2018-09-09 10:31:54 | Weblog
☆ 年をとるとともに月日は足を速めるようです。ついこの前、高校受験が終わり塾生を送り出したと思っていたら、もう今年の受験が迫ってきました。今日は五ツ木の京都模試。朝から大勢の塾生がテストに挑んでいます。

☆ 天変地異に翻弄される日々。人々の混乱を知ってか知らずか、季節は少しずつ進んでいるようです。日本列島、秋雨前線が季節を二分しているようです。太平洋かなたの台風の動きも気になるところです。

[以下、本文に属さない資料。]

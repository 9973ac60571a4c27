// ABOUTME: Tree-walking evaluator: statement execution and expression evaluation

use crate::ast::{Expr, LiteralValue, Stmt};
use crate::diagnostics::DiagnosticSink;
use crate::env::Environment;
use crate::runtime_error::RuntimeError;
use crate::token::{Token, TokenKind};
use crate::value::{values_equal, Callable, LoxFunction, Value};
use std::rc::Rc;

/// Carries either "ran to completion" or "hit a `return`" out of statement
/// execution, replacing exception-based non-local control flow.
pub enum Signal {
    Normal,
    Return(Value),
}

pub struct Interpreter {
    pub globals: Rc<Environment>,
}

impl Interpreter {
    pub fn new() -> Self {
        let globals = Environment::new();
        crate::builtins::register_builtins(&globals);
        Interpreter { globals }
    }

    /// Runs a full program against a fresh lexical scope rooted at
    /// `globals`. A single runtime error aborts the whole run and is
    /// reported through `sink`; statements already executed keep their
    /// side effects.
    pub fn interpret(&self, statements: &[Stmt], sink: &mut DiagnosticSink) {
        let env = Rc::clone(&self.globals);
        for statement in statements {
            if let Err(err) = self.execute(statement, &env) {
                sink.report_runtime(err.token.line, err.message);
                return;
            }
        }
    }

    fn execute(&self, stmt: &Stmt, env: &Rc<Environment>) -> Result<Signal, RuntimeError> {
        match stmt {
            Stmt::Block(statements) => {
                let block_env = Environment::with_parent(Rc::clone(env));
                self.execute_block(statements, block_env)
            }
            Stmt::Expression(expr) => {
                self.evaluate(expr, env)?;
                Ok(Signal::Normal)
            }
            Stmt::Function(decl) => {
                let function = LoxFunction {
                    declaration: Rc::clone(decl),
                    closure: Rc::clone(env),
                };
                env.define(
                    decl.name.lexeme.clone(),
                    Value::Callable(Callable::Function(Rc::new(function))),
                );
                Ok(Signal::Normal)
            }
            Stmt::If {
                condition,
                then_branch,
                else_branch,
            } => {
                if self.evaluate(condition, env)?.is_truthy() {
                    self.execute(then_branch, env)
                } else if let Some(else_branch) = else_branch {
                    self.execute(else_branch, env)
                } else {
                    Ok(Signal::Normal)
                }
            }
            Stmt::Print(expr) => {
                let value = self.evaluate(expr, env)?;
                println!("{}", value);
                Ok(Signal::Normal)
            }
            Stmt::Return { value, .. } => {
                let value = match value {
                    Some(expr) => self.evaluate(expr, env)?,
                    None => Value::Nil,
                };
                Ok(Signal::Return(value))
            }
            Stmt::Var { name, initializer } => {
                let value = match initializer {
                    Some(expr) => self.evaluate(expr, env)?,
                    None => Value::Nil,
                };
                env.define(name.lexeme.clone(), value);
                Ok(Signal::Normal)
            }
            Stmt::While { condition, body } => {
                while self.evaluate(condition, env)?.is_truthy() {
                    match self.execute(body, env)? {
                        Signal::Normal => {}
                        signal @ Signal::Return(_) => return Ok(signal),
                    }
                }
                Ok(Signal::Normal)
            }
        }
    }

    /// Executes a list of statements in a scope nested under `env`,
    /// stopping (and propagating) on the first `Return` signal or error so
    /// the caller's scope is always left intact on every exit path.
    fn execute_block(
        &self,
        statements: &[Stmt],
        env: Rc<Environment>,
    ) -> Result<Signal, RuntimeError> {
        for statement in statements {
            match self.execute(statement, &env)? {
                Signal::Normal => {}
                signal @ Signal::Return(_) => return Ok(signal),
            }
        }
        Ok(Signal::Normal)
    }

    fn evaluate(&self, expr: &Expr, env: &Rc<Environment>) -> Result<Value, RuntimeError> {
        match expr {
            Expr::Assign { name, value } => {
                let value = self.evaluate(value, env)?;
                env.assign(name, value.clone())?;
                Ok(value)
            }
            Expr::Binary {
                left,
                operator,
                right,
            } => self.evaluate_binary(left, operator, right, env),
            Expr::Call {
                callee,
                paren,
                arguments,
            } => self.evaluate_call(callee, paren, arguments, env),
            Expr::Grouping(inner) => self.evaluate(inner, env),
            Expr::Literal(literal) => Ok(literal_to_value(literal)),
            Expr::Logical {
                left,
                operator,
                right,
            } => self.evaluate_logical(left, operator, right, env),
            Expr::Unary { operator, right } => self.evaluate_unary(operator, right, env),
            Expr::Variable(name) => env.get(name),
        }
    }

    fn evaluate_logical(
        &self,
        left: &Expr,
        operator: &Token,
        right: &Expr,
        env: &Rc<Environment>,
    ) -> Result<Value, RuntimeError> {
        let left = self.evaluate(left, env)?;

        if operator.kind == TokenKind::Or {
            if left.is_truthy() {
                return Ok(left);
            }
        } else if !left.is_truthy() {
            return Ok(left);
        }

        self.evaluate(right, env)
    }

    fn evaluate_unary(
        &self,
        operator: &Token,
        right: &Expr,
        env: &Rc<Environment>,
    ) -> Result<Value, RuntimeError> {
        let right = self.evaluate(right, env)?;
        match operator.kind {
            TokenKind::Minus => match right {
                Value::Number(n) => Ok(Value::Number(-n)),
                _ => Err(RuntimeError::new(operator, "Operand must be a number.")),
            },
            TokenKind::Bang => Ok(Value::Bool(!right.is_truthy())),
            _ => unreachable!("parser only produces '-' and '!' as unary operators"),
        }
    }

    fn evaluate_binary(
        &self,
        left: &Expr,
        operator: &Token,
        right: &Expr,
        env: &Rc<Environment>,
    ) -> Result<Value, RuntimeError> {
        let left = self.evaluate(left, env)?;
        let right = self.evaluate(right, env)?;

        match operator.kind {
            TokenKind::Minus => numeric_op(operator, &left, &right, |a, b| Value::Number(a - b)),
            TokenKind::Slash => numeric_op(operator, &left, &right, |a, b| Value::Number(a / b)),
            TokenKind::Star => numeric_op(operator, &left, &right, |a, b| Value::Number(a * b)),
            TokenKind::Plus => match (&left, &right) {
                (Value::Number(a), Value::Number(b)) => Ok(Value::Number(a + b)),
                (Value::String(a), Value::String(b)) => Ok(Value::String(format!("{}{}", a, b))),
                _ => Err(RuntimeError::new(
                    operator,
                    "Operands must be two numbers or two strings.",
                )),
            },
            TokenKind::Greater => {
                numeric_op(operator, &left, &right, |a, b| Value::Bool(a > b))
            }
            TokenKind::GreaterEqual => {
                numeric_op(operator, &left, &right, |a, b| Value::Bool(a >= b))
            }
            TokenKind::Less => numeric_op(operator, &left, &right, |a, b| Value::Bool(a < b)),
            TokenKind::LessEqual => {
                numeric_op(operator, &left, &right, |a, b| Value::Bool(a <= b))
            }
            TokenKind::EqualEqual => Ok(Value::Bool(values_equal(&left, &right))),
            TokenKind::BangEqual => Ok(Value::Bool(!values_equal(&left, &right))),
            _ => unreachable!("parser only produces binary operators handled above"),
        }
    }

    fn evaluate_call(
        &self,
        callee: &Expr,
        paren: &Token,
        arguments: &[Expr],
        env: &Rc<Environment>,
    ) -> Result<Value, RuntimeError> {
        let callee = self.evaluate(callee, env)?;

        let callable = match &callee {
            Value::Callable(callable) => callable,
            _ => return Err(RuntimeError::new(paren, "Can only call functions and classes.")),
        };

        let mut args = Vec::with_capacity(arguments.len());
        for argument in arguments {
            args.push(self.evaluate(argument, env)?);
        }

        if args.len() != callable.arity() {
            return Err(RuntimeError::new(
                paren,
                format!(
                    "Expected {} arguments but got {}.",
                    callable.arity(),
                    args.len()
                ),
            ));
        }

        self.call(callable, &args)
    }

    fn call(&self, callable: &Callable, args: &[Value]) -> Result<Value, RuntimeError> {
        match callable {
            Callable::Native(native) => Ok((native.func)(args)),
            Callable::Function(function) => {
                let call_env = Environment::with_parent(Rc::clone(&function.closure));
                for (param, arg) in function.declaration.params.iter().zip(args) {
                    call_env.define(param.lexeme.clone(), arg.clone());
                }

                match self.execute_block(&function.declaration.body, call_env)? {
                    Signal::Normal => Ok(Value::Nil),
                    Signal::Return(value) => Ok(value),
                }
            }
        }
    }
}

impl Default for Interpreter {
    fn default() -> Self {
        Self::new()
    }
}

fn literal_to_value(literal: &LiteralValue) -> Value {
    match literal {
        LiteralValue::Nil => Value::Nil,
        LiteralValue::Bool(b) => Value::Bool(*b),
        LiteralValue::Number(n) => Value::Number(*n),
        LiteralValue::String(s) => Value::String(s.clone()),
    }
}

fn numeric_op(
    operator: &Token,
    left: &Value,
    right: &Value,
    op: fn(f64, f64) -> Value,
) -> Result<Value, RuntimeError> {
    match (left, right) {
        (Value::Number(a), Value::Number(b)) => Ok(op(*a, *b)),
        _ => Err(RuntimeError::new(operator, "Operands must be numbers.")),
    }
}
// ABOUTME: Version and REPL banner constants

pub const VERSION: &str = "1.0.0";
pub const WELCOME_MESSAGE: &str = "Lox Interpreter v1.0";
pub const WELCOME_SUBTITLE: &str = "A tree-walking interpreter for Lox, written in Rust";
mod ast;
mod builtins;
mod config;
mod diagnostics;
mod env;
mod error;
mod eval;
mod lexer;
mod parser;
mod runtime_error;
mod token;
mod value;

use clap::Parser as ClapParser;
use config::{VERSION, WELCOME_MESSAGE, WELCOME_SUBTITLE};
use diagnostics::DiagnosticSink;
use error::LoxError;
use eval::Interpreter;
use lexer::Lexer;
use parser::Parser;
use rustyline::error::ReadlineError;
use rustyline::{Config, Editor};
use std::path::PathBuf;
use std::process::ExitCode;

/// A tree-walking interpreter for Lox
#[derive(ClapParser, Debug)]
#[command(name = "lox")]
#[command(version = VERSION)]
#[command(about = "A tree-walking interpreter for the Lox language")]
struct CliArgs {
    /// Script file to execute. With none, starts the REPL.
    #[arg(value_name = "FILE")]
    scripts: Vec<PathBuf>,
}

fn main() -> ExitCode {
    let args = CliArgs::parse();

    match args.scripts.as_slice() {
        [] => {
            if let Err(err) = run_prompt() {
                eprintln!("{}", err);
                return ExitCode::from(1);
            }
            ExitCode::from(0)
        }
        [script] => match run_file(script) {
            Ok(code) => ExitCode::from(code),
            Err(err) => {
                eprintln!("{}", err);
                ExitCode::from(1)
            }
        },
        _ => {
            eprintln!("{}", LoxError::Usage("Usage: lox [script]".to_string()));
            ExitCode::from(1)
        }
    }
}

/// Lexes, parses, and interprets a single file, returning the process
/// exit code the run should report (0 clean, 65 compile error, 70
/// runtime error).
fn run_file(path: &PathBuf) -> Result<u8, LoxError> {
    let source = std::fs::read_to_string(path).map_err(|source| LoxError::ScriptRead {
        path: path.display().to_string(),
        source,
    })?;

    let mut sink = DiagnosticSink::new();
    let tokens = Lexer::new(&source).scan_tokens(&mut sink);
    let statements = Parser::new(tokens, &mut sink).parse();

    if sink.had_compile_error() {
        report(&sink);
        return Ok(65);
    }

    let interpreter = Interpreter::new();
    interpreter.interpret(&statements, &mut sink);

    if sink.had_runtime_error() {
        report(&sink);
        return Ok(70);
    }

    Ok(0)
}

/// Runs the interactive REPL. A single `Interpreter` (and therefore its
/// global scope) persists across lines; a compile or runtime error on one
/// line is reported but never ends the session.
fn run_prompt() -> Result<(), LoxError> {
    let config = Config::builder().auto_add_history(true).build();
    let mut rl = Editor::<(), rustyline::history::DefaultHistory>::with_config(config)?;

    let history_file = ".lox_history";
    let _ = rl.load_history(history_file);

    println!("{}", WELCOME_MESSAGE);
    println!("{}", WELCOME_SUBTITLE);

    let interpreter = Interpreter::new();

    loop {
        match rl.readline("lox> ") {
            Ok(line) => {
                if line.trim().is_empty() {
                    continue;
                }

                let mut sink = DiagnosticSink::new();
                let tokens = Lexer::new(&line).scan_tokens(&mut sink);
                let statements = Parser::new(tokens, &mut sink).parse();

                if sink.had_compile_error() {
                    report(&sink);
                    continue;
                }

                interpreter.interpret(&statements, &mut sink);
                if sink.had_runtime_error() {
                    report(&sink);
                }
            }
            Err(ReadlineError::Interrupted) => {
                println!("^C");
                continue;
            }
            Err(ReadlineError::Eof) => {
                println!("\nGoodbye!");
                break;
            }
            Err(err) => return Err(err.into()),
        }
    }

    let _ = rl.save_history(history_file);
    Ok(())
}

fn report(sink: &DiagnosticSink) {
    for diagnostic in sink.compile_diagnostics() {
        eprintln!("{}", diagnostic.format_compile());
    }
    for diagnostic in sink.runtime_diagnostics() {
        eprintln!("{}", diagnostic.format_runtime());
    }
}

☆ 春愁秋思とはよく言ったもので、もう少し涼しくなると何となく心寂しくなるものです。青春、朱夏、白秋、玄冬というのも四季のある地方ならではの表現ですね。

☆ 日蓮は「立正安国論」の中で三災七難を紹介していますが、自然災害の後には、戦乱と疫病が控えているとか。科学の発達した時代、自然の乱れ、人心の迷いが謗法によるものかどうかはわからないけれど、自然災害が社会的な混乱あるいは変革に影響を与えることはわかるような気がします。

☆ 「色即是空 空即是色」 あるがままに受け入れてその日を楽しく生きられたら良いなぁと思います。老境の至りでしょうか。

☆ 閑話にて。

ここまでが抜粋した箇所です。